Ce groupe se proclame donc du Nigéria, y prône le Jihad et revendique la prise d’otages
Il est en fait trois messages à trois présidents :
– Le message au président français : il est l’ennemi de l’Islam, ils l’ont combattu et le combattront partout, reprenant un terme consacré employé par les sunnites mais très cher aux chiites « la défense des opprimés ».
– Le message au président du Nigeria, seul président nommé (par son nom), annonce la victoire imminente du groupe, l’établissement d’un état islamique, exige la relaxe des femmes détenues, et le déclare mécréant et excommunié, comme les Français.

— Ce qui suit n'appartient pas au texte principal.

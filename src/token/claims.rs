use serde_json::{Map, Value};

use crate::oidc::types::Nonce;

/// Claims that describe the token itself rather than the user.
const PROTOCOL_CLAIMS: &[&str] = &[
    "nbf", "jti", "auth_time", "nonce", "acr", "amr", "azp", "at_hash", "c_hash", "s_hash",
];

#[derive(Debug, Clone, PartialEq)]
#[derive(serde::Serialize, serde::Deserialize)]
#[serde(untagged)]
pub enum Audience {
    One(String),
    Many(Vec<String>),
}

impl Audience {
    pub fn contains(&self, client_id: &str) -> bool {
        match self {
            Self::One(aud) => aud == client_id,
            Self::Many(auds) => auds.iter().any(|a| a == client_id),
        }
    }

    pub fn is_multiple(&self) -> bool {
        matches!(self, Self::Many(auds) if auds.len() > 1)
    }
}

#[derive(Debug, Clone, PartialEq)]
#[derive(serde::Serialize, serde::Deserialize)]
pub struct IdClaims {
    pub iss: String,
    pub sub: String,
    pub aud: Audience,
    pub exp: u64,
    #[serde(default)]
    pub iat: Option<u64>,
    #[serde(default)]
    pub nbf: Option<u64>,
    #[serde(default)]
    pub auth_time: Option<u64>,
    #[serde(default, skip_serializing_if = "Option::is_none")]
    pub nonce: Option<Nonce>,
    #[serde(default, skip_serializing_if = "Option::is_none")]
    pub azp: Option<String>,
    #[serde(default, skip_serializing_if = "Option::is_none")]
    pub sid: Option<String>,
}

/// User profile: every claim except the protocol ones.
pub fn profile_claims(claims: &Map<String, Value>) -> Map<String, Value> {
    claims
        .iter()
        .filter(|(name, _)| !PROTOCOL_CLAIMS.contains(&name.as_str()))
        .map(|(name, value)| (name.clone(), value.clone()))
        .collect()
}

– Le message au président du Cameroun : le menace d’enlèvement comme les otages, s’il ne libère pas les prisonniers.
Message des messages en guise de conclusion : les otages seront égorgés et non exécutés, fidélité à une certaine tradition, takfiniste mais les exigences sont très générales pour que le locuteur soit crédible.
Quant à la forme :
L’arabe est d’un niveau simple et loin de l’arabe fleuri et châtié des grands prédicateurs des groupes jihadistes, bien qu’émaillé de formules clichés.
Les transitions s’articulent mal avec la répétition de « nos objectifs », toutefois malgré la syntaxe d’un arabe de cuisine, l’ensemble demeure clair et sans aucune ambiguïté.

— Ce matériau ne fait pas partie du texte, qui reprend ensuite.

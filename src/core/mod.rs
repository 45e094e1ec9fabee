pub mod config;
pub mod models;
pub mod types;
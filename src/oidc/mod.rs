pub mod discovery;
pub mod models;
pub mod types;

use crate::core::types::Scope;
pub use discovery::ProviderMetadata;

impl Scope {
    pub fn has_openid(&self) -> bool {
        self.contains("openid")
    }
}
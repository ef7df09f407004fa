//! # Pike
//!
//! Uniform read-only access to bytes, whatever holds them.
//!
//! ## Features
//!
//! - Heap buffers, memory-mapped files and zero-copy views behind one trait
//! - Views keep their source alive through shared ownership
//! - Materialize any storage to a new file or heap buffer
//! - Mappings are released exactly once, when the last handle drops

pub mod cli;
pub mod error;
pub mod storage;

pub mod prelude {
    pub use crate::error::{PikeError, Result};
    pub use crate::storage::file::{FileStorage, FileStorageConfig};
    pub use crate::storage::memory::MemoryStorage;
    pub use crate::storage::view::ViewStorage;
    pub use crate::storage::{Storage, StorageKind, StoragePointer};
}

// Version information
pub const VERSION: &str = env!("CARGO_PKG_VERSION");
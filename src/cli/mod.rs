//! Command line interface for inspecting and materializing storages.

pub mod args;
pub mod commands;
pub mod output;

// Re-export commonly used types
pub use args::*;
pub use commands::*;
pub use output::*;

On relève des emplois pas très arabes, si l’on se réfère à l’arabe standard, par exemple pour expliquer la guerre contre l’islam ou « garder en prison » qui est traduit mot à mot d’une langue étrangère ou qui est une interférence du dialecte du locuteur.
On compte sept fautes de grammaire élémentaires concernant l’accord du nombre, le cas du pluriel régulier, les déclinaisons, confusion entre cas sujet et cas direct.
Le locuteur sait lire, mais il ignore la grammaire et n’est sans doute pas lettré ni locuteur natif de l’arabe.
La facture rhétorique et stylistique demeure médiocre et contredit le ton emphatique solennel de l’orateur et la mimique menaçante de même que la gestuelle.
L’omission des compagnons dans la formule cultuelle au début relève peut-être du trac de l’orateur.
Conclusion générale :
Il s’agit sans doute d’un petit groupe isolé, loin de la Centrale Boko Haram.
Cela pourrait être un appel pour communiquer avec les hauts responsables du groupe, un appel à la mobilisation et à l’aide des autres petits groupes au Nigeria et dans les pays voisins.
La vidéo est adressée donc à plusieurs destinataires, les destinataires « dits » et les destinataires « non-dits » d’où le danger qui plane sur toute la zone.
Cela peut être un message un peu codé, une sorte d’appel au secours.
Enfin, les exigences maximalistes et très générales ôtent au discours tout caractère de crédibilité et de pragmatisme.
N. B. : Pour ne pas porter préjudice aux otages, plusieurs éléments de l’expertise au niveau sémiotique ont été occultés.